** Problem details **
Going through the entries, how many lines include the string "whose"? Answer only with the number.

** Given records **
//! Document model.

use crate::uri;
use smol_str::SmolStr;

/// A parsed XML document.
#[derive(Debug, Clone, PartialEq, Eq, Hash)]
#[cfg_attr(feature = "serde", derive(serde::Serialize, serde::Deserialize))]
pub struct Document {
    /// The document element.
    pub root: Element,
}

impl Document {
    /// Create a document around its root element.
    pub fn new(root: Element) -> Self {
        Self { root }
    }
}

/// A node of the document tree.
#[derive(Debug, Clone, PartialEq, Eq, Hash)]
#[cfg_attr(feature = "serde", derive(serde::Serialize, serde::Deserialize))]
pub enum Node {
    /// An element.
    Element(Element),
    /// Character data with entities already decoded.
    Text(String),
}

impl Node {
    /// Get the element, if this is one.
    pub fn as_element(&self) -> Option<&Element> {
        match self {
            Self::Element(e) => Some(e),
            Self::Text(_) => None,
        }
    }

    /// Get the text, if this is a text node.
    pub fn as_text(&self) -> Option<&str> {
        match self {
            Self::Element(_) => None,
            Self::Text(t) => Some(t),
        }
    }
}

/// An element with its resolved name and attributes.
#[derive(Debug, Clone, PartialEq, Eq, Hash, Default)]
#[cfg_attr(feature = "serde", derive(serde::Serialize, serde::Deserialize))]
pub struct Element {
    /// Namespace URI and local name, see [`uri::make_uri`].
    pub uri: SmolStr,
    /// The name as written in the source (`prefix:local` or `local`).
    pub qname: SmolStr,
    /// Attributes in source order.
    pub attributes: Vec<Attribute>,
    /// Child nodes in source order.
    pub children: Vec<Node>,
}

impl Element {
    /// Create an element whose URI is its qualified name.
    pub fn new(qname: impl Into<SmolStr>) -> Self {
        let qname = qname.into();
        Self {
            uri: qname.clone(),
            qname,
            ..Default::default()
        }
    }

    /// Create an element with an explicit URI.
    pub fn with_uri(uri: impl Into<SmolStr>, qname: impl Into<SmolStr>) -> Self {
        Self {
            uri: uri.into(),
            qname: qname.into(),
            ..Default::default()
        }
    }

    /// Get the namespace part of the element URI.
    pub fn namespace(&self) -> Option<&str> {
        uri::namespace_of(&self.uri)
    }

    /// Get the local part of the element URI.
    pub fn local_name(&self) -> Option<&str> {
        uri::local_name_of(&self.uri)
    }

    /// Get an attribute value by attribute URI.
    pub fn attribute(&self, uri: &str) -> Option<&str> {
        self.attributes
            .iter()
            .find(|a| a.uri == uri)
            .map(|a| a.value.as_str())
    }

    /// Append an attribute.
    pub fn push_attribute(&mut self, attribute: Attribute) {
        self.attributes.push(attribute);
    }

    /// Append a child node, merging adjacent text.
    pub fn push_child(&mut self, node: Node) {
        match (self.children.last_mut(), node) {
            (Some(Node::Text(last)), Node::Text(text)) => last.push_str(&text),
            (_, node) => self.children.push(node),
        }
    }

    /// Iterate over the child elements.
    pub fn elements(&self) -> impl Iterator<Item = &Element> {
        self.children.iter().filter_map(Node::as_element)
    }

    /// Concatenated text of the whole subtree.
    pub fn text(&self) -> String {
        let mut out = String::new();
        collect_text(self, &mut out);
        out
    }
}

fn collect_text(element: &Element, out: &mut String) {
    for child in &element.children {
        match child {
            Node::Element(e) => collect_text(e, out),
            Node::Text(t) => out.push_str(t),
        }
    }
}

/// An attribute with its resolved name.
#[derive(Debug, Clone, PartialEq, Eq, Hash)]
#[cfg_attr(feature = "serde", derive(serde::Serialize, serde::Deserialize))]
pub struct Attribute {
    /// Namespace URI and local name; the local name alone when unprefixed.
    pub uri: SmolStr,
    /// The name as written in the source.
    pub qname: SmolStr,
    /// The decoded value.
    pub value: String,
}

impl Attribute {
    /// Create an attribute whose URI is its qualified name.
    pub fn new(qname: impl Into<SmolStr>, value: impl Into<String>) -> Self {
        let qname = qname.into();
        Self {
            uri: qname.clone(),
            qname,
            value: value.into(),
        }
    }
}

---

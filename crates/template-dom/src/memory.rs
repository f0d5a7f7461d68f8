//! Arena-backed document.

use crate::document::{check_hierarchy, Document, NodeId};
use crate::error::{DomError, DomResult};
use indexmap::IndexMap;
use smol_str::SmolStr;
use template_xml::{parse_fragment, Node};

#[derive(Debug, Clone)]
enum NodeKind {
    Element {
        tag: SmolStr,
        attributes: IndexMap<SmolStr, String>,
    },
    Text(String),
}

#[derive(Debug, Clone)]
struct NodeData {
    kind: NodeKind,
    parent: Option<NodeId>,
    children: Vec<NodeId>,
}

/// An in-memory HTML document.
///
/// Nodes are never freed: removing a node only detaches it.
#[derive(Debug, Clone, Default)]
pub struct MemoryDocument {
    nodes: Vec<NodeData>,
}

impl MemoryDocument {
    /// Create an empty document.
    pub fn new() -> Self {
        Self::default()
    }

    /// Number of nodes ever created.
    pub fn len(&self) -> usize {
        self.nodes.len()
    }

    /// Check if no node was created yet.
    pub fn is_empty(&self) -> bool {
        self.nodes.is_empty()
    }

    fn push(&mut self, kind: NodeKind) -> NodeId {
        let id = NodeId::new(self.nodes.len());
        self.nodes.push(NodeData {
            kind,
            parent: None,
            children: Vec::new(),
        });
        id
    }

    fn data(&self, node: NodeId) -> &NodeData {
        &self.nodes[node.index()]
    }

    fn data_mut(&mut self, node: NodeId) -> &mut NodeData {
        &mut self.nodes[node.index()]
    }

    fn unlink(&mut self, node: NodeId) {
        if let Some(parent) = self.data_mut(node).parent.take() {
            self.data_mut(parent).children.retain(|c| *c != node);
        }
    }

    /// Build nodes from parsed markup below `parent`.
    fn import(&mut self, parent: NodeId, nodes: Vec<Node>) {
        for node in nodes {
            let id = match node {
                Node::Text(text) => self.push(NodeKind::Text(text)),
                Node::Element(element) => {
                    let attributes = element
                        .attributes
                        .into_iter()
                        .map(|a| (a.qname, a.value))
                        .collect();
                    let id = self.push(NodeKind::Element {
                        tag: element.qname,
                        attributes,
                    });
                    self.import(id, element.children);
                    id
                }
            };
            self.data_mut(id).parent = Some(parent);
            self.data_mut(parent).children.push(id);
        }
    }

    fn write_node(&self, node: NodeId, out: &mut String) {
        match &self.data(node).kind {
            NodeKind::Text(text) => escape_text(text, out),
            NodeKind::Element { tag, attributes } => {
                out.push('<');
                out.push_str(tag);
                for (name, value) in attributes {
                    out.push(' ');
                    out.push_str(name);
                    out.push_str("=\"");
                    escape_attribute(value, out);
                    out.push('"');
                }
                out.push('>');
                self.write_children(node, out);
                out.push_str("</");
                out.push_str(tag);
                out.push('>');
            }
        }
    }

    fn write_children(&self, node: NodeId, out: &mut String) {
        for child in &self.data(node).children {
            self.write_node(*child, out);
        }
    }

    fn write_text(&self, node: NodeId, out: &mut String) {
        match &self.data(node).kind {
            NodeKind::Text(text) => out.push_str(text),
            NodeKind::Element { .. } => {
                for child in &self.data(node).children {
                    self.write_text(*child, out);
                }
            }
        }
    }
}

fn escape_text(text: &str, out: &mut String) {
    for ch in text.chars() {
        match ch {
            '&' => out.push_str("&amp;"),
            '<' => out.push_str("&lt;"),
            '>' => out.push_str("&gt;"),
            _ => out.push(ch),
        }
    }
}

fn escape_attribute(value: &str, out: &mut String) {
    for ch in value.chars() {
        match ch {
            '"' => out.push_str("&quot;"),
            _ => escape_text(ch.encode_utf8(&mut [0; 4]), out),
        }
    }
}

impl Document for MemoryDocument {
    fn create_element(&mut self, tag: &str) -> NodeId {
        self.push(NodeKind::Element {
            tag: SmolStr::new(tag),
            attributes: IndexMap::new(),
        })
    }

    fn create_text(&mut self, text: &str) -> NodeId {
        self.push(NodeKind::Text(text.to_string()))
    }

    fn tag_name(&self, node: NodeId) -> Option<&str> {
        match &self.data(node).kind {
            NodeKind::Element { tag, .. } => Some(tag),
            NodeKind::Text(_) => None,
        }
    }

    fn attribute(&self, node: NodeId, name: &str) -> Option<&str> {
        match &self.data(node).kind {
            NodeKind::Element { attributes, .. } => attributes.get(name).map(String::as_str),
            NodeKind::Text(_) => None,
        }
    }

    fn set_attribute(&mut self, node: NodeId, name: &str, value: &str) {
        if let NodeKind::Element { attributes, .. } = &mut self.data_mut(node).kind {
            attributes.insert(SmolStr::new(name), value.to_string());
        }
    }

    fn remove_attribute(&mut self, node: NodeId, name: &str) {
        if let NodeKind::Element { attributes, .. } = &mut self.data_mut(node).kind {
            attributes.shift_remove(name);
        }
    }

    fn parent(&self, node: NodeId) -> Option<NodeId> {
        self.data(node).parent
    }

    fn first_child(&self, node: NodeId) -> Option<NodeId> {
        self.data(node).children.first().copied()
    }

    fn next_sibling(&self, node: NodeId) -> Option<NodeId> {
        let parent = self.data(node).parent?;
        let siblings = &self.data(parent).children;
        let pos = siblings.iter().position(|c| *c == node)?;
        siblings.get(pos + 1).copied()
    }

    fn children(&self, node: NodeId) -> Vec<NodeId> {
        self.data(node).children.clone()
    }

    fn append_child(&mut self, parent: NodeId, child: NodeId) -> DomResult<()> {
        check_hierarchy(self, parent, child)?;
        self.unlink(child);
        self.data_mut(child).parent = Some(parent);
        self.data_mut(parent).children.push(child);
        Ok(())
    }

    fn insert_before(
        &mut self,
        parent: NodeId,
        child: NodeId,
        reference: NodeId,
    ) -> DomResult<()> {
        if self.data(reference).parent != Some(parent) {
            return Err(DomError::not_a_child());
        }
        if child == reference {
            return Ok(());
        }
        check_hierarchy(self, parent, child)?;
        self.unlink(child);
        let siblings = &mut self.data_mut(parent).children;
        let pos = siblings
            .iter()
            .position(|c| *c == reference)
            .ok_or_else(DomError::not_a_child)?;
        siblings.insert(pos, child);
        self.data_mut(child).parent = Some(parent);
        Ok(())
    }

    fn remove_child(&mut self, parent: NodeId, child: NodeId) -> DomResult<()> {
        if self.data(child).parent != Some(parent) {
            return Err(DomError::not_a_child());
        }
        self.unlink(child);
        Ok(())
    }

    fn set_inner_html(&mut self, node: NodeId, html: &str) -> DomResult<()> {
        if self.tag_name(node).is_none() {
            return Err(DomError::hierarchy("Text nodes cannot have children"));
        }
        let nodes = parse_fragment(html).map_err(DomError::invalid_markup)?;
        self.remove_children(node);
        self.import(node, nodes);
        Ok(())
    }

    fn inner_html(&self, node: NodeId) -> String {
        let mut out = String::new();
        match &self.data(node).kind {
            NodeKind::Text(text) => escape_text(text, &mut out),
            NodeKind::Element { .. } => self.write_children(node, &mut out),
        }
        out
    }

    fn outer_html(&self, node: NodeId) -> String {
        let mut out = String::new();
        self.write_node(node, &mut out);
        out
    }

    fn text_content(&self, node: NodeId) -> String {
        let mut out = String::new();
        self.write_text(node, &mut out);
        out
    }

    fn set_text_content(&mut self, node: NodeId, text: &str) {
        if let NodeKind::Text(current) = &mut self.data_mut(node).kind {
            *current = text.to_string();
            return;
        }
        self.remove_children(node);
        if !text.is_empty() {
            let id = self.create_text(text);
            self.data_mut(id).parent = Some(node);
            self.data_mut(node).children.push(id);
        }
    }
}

** Exercise solution **
2